# INSTRUCTIONS TO FOLLOW
Search the records for "SkipAll" and copy each line that holds it.

(Items listed in a dataset)
- - - -

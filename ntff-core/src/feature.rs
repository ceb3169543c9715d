//! Annotation features and the feature list

use crate::interval::Interval;
use crate::interval_set::IntervalSet;
use crate::selection::{CombineMode, EditAction, SelectionRequest};
use crate::{Error, Result};
use std::collections::BTreeSet;

/// A named annotation track contributing intervals with an intensity
#[derive(Debug, Clone, PartialEq, Eq)]
pub struct Feature {
    name: String,
    description: String,
    rec_min: i8,
    rec_max: i8,
    intervals: Vec<Interval>,
    active: bool,
    selected_min: i8,
    selected_max: i8,
    inverted: bool,
    affect_unmarked: bool,
}

impl Feature {
    /// Creates an active feature whose selection starts at the recommended band
    pub fn new(name: &str, description: &str, rec_min: i8, rec_max: i8) -> Self {
        Self {
            name: name.to_string(),
            description: description.to_string(),
            rec_min,
            rec_max,
            intervals: Vec::new(),
            active: true,
            selected_min: rec_min,
            selected_max: rec_max,
            inverted: false,
            affect_unmarked: false,
        }
    }

    pub fn append_interval(&mut self, interval: Interval) {
        self.intervals.push(interval);
    }

    pub fn name(&self) -> &str {
        &self.name
    }

    pub fn description(&self) -> &str {
        &self.description
    }

    pub fn intervals(&self) -> &[Interval] {
        &self.intervals
    }

    /// Recommended intensity band from the annotation
    pub fn recommended(&self) -> (i8, i8) {
        (self.rec_min, self.rec_max)
    }

    /// Distinct intensities present in the annotation, ascending
    pub fn intensities(&self) -> Vec<i8> {
        self.intervals
            .iter()
            .map(|interval| interval.intensity)
            .collect::<BTreeSet<_>>()
            .into_iter()
            .collect()
    }

    pub fn active(&self) -> bool {
        self.active
    }

    /// Currently selected inclusive intensity band
    pub fn selection(&self) -> (i8, i8) {
        (self.selected_min, self.selected_max)
    }

    pub fn inverted(&self) -> bool {
        self.inverted
    }

    pub fn affects_unmarked(&self) -> bool {
        self.affect_unmarked
    }

    /// True when this feature selects `interval`.
    ///
    /// The interval's intensity must fall in the selected band; an inverted
    /// feature selects the intensities outside it instead.
    pub fn is_active(&self, interval: &Interval) -> bool {
        let in_band =
            interval.intensity >= self.selected_min && interval.intensity <= self.selected_max;
        in_band != self.inverted
    }

    /// Intervals this feature currently selects
    pub fn selected_intervals(&self) -> impl Iterator<Item = &Interval> + '_ {
        self.intervals.iter().filter(|interval| self.is_active(interval))
    }

    /// Regions of `whole` the feature does not annotate at all
    pub fn unmarked(&self, whole: Interval) -> IntervalSet {
        self.intervals
            .iter()
            .copied()
            .collect::<IntervalSet>()
            .complement(whole)
    }

    /// Sets the selected band, returning whether it changed
    pub fn set_selected(&mut self, min: i8, max: i8) -> bool {
        let changed = (self.selected_min, self.selected_max) != (min, max);
        self.selected_min = min;
        self.selected_max = max;
        changed
    }

    /// Enables or disables the feature, returning whether it changed
    pub fn set_active(&mut self, active: bool) -> bool {
        let changed = self.active != active;
        self.active = active;
        changed
    }

    /// Makes the band name the removed intensities, returning whether it changed
    pub fn set_inverted(&mut self, inverted: bool) -> bool {
        let changed = self.inverted != inverted;
        self.inverted = inverted;
        changed
    }

    pub fn set_affect_unmarked(&mut self, affect: bool) -> bool {
        let changed = self.affect_unmarked != affect;
        self.affect_unmarked = affect;
        changed
    }
}

/// Ordered collection of features plus the global combination mode
#[derive(Debug, Clone, Default, PartialEq, Eq)]
pub struct FeatureList {
    features: Vec<Feature>,
    mode: CombineMode,
}

impl FeatureList {
    pub fn new(mode: CombineMode) -> Self {
        Self {
            features: Vec::new(),
            mode,
        }
    }

    pub fn push(&mut self, feature: Feature) {
        self.features.push(feature);
    }

    pub fn len(&self) -> usize {
        self.features.len()
    }

    pub fn is_empty(&self) -> bool {
        self.features.is_empty()
    }

    pub fn iter(&self) -> impl Iterator<Item = &Feature> + '_ {
        self.features.iter()
    }

    pub fn get(&self, index: usize) -> Option<&Feature> {
        self.features.get(index)
    }

    pub fn get_mut(&mut self, index: usize) -> Option<&mut Feature> {
        self.features.get_mut(index)
    }

    /// Finds a feature index by name
    pub fn position(&self, name: &str) -> Result<usize> {
        self.features
            .iter()
            .position(|feature| feature.name() == name)
            .ok_or_else(|| Error::UnknownFeatureName(name.to_string()))
    }

    pub fn mode(&self) -> CombineMode {
        self.mode
    }

    pub fn set_mode(&mut self, mode: CombineMode) -> bool {
        let changed = self.mode != mode;
        self.mode = mode;
        changed
    }

    /// Applies a confirmed selection, returning whether anything changed.
    ///
    /// Edits are validated before any feature is touched. Features no edit
    /// names are switched off under `SkipAll` and fully selected under
    /// `KeepAll`, so they neither add nor remove anything.
    pub fn apply(&mut self, request: &SelectionRequest) -> Result<bool> {
        for edit in &request.edits {
            if edit.feature >= self.features.len() {
                return Err(Error::UnknownFeature(edit.feature));
            }
            if edit.min > edit.max {
                return Err(Error::InvalidBand {
                    min: edit.min,
                    max: edit.max,
                });
            }
        }

        let mode = CombineMode::from(request.base);
        let mut changed = self.set_mode(mode);
        let mut touched = vec![false; self.features.len()];

        for edit in &request.edits {
            let feature = &mut self.features[edit.feature];
            changed |= feature.set_active(true);
            changed |= feature.set_selected(edit.min, edit.max);
            changed |= feature.set_inverted(edit.action == EditAction::Remove);
            changed |= feature.set_affect_unmarked(edit.affect_unmarked);
            touched[edit.feature] = true;
        }

        for (feature, touched) in self.features.iter_mut().zip(touched) {
            if touched {
                continue;
            }
            match mode {
                CombineMode::MarkedOnly => changed |= feature.set_active(false),
                CombineMode::Complement => {
                    changed |= feature.set_active(true);
                    changed |= feature.set_selected(i8::MIN, i8::MAX);
                    changed |= feature.set_inverted(false);
                    changed |= feature.set_affect_unmarked(false);
                }
            }
        }

        Ok(changed)
    }
}

impl FromIterator<Feature> for FeatureList {
    fn from_iter<T: IntoIterator<Item = Feature>>(iter: T) -> Self {
        Self {
            features: iter.into_iter().collect(),
            mode: CombineMode::default(),
        }
    }
}

#[cfg(test)]
mod tests {
    use super::*;
    use crate::selection::{BaseMode, FeatureEdit};

    fn violence() -> Feature {
        let mut feature = Feature::new("violence", "Fights and blood", 2, 5);
        feature.append_interval(Interval::with_intensity(0, 10, 1));
        feature.append_interval(Interval::with_intensity(20, 30, 4));
        feature.append_interval(Interval::with_intensity(40, 50, 4));
        feature
    }

    #[test]
    fn test_selection_band() {
        let mut feature = violence();
        assert_eq!(feature.intensities(), vec![1, 4]);
        assert_eq!(feature.selected_intervals().count(), 2);

        assert!(feature.set_selected(0, 1));
        assert!(!feature.set_selected(0, 1));
        let selected: Vec<_> = feature.selected_intervals().map(|i| i.start).collect();
        assert_eq!(selected, vec![0]);

        assert!(feature.set_inverted(true));
        let selected: Vec<_> = feature.selected_intervals().map(|i| i.start).collect();
        assert_eq!(selected, vec![20, 40]);
    }

    #[test]
    fn test_unmarked_regions() {
        let feature = violence();
        let gaps: Vec<_> = feature
            .unmarked(Interval::new(0, 60))
            .iter()
            .map(|i| (i.start, i.end))
            .collect();
        assert_eq!(gaps, vec![(10, 20), (30, 40), (50, 60)]);
    }

    #[test]
    fn test_apply_request() {
        let mut list: FeatureList = [violence(), Feature::new("nudity", "", 0, 3)]
            .into_iter()
            .collect();
        let request = SelectionRequest::new(BaseMode::SkipAll)
            .with_edit(FeatureEdit::new(0, EditAction::Remove, 3, 5));

        assert!(list.apply(&request).unwrap());
        assert_eq!(list.mode(), CombineMode::MarkedOnly);
        let violence = list.get(0).unwrap();
        assert!(violence.active() && violence.inverted());
        assert_eq!(violence.selection(), (3, 5));
        assert!(!list.get(1).unwrap().active());

        assert!(!list.apply(&request).unwrap());
    }

    #[test]
    fn test_apply_rejects_bad_edits() {
        let mut list: FeatureList = [violence()].into_iter().collect();
        let before = list.clone();

        let request = SelectionRequest::new(BaseMode::KeepAll)
            .with_edit(FeatureEdit::new(0, EditAction::Add, 0, 9))
            .with_edit(FeatureEdit::new(3, EditAction::Add, 0, 1));
        assert!(matches!(list.apply(&request), Err(Error::UnknownFeature(3))));

        let request = SelectionRequest::new(BaseMode::KeepAll)
            .with_edit(FeatureEdit::new(0, EditAction::Add, 5, 1));
        assert!(matches!(list.apply(&request), Err(Error::InvalidBand { .. })));
        assert_eq!(list, before);
    }
}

- - - -

# WRITTEN RESPONSE
    /// names are switched off under `SkipAll` and fully selected under
        let request = SelectionRequest::new(BaseMode::SkipAll)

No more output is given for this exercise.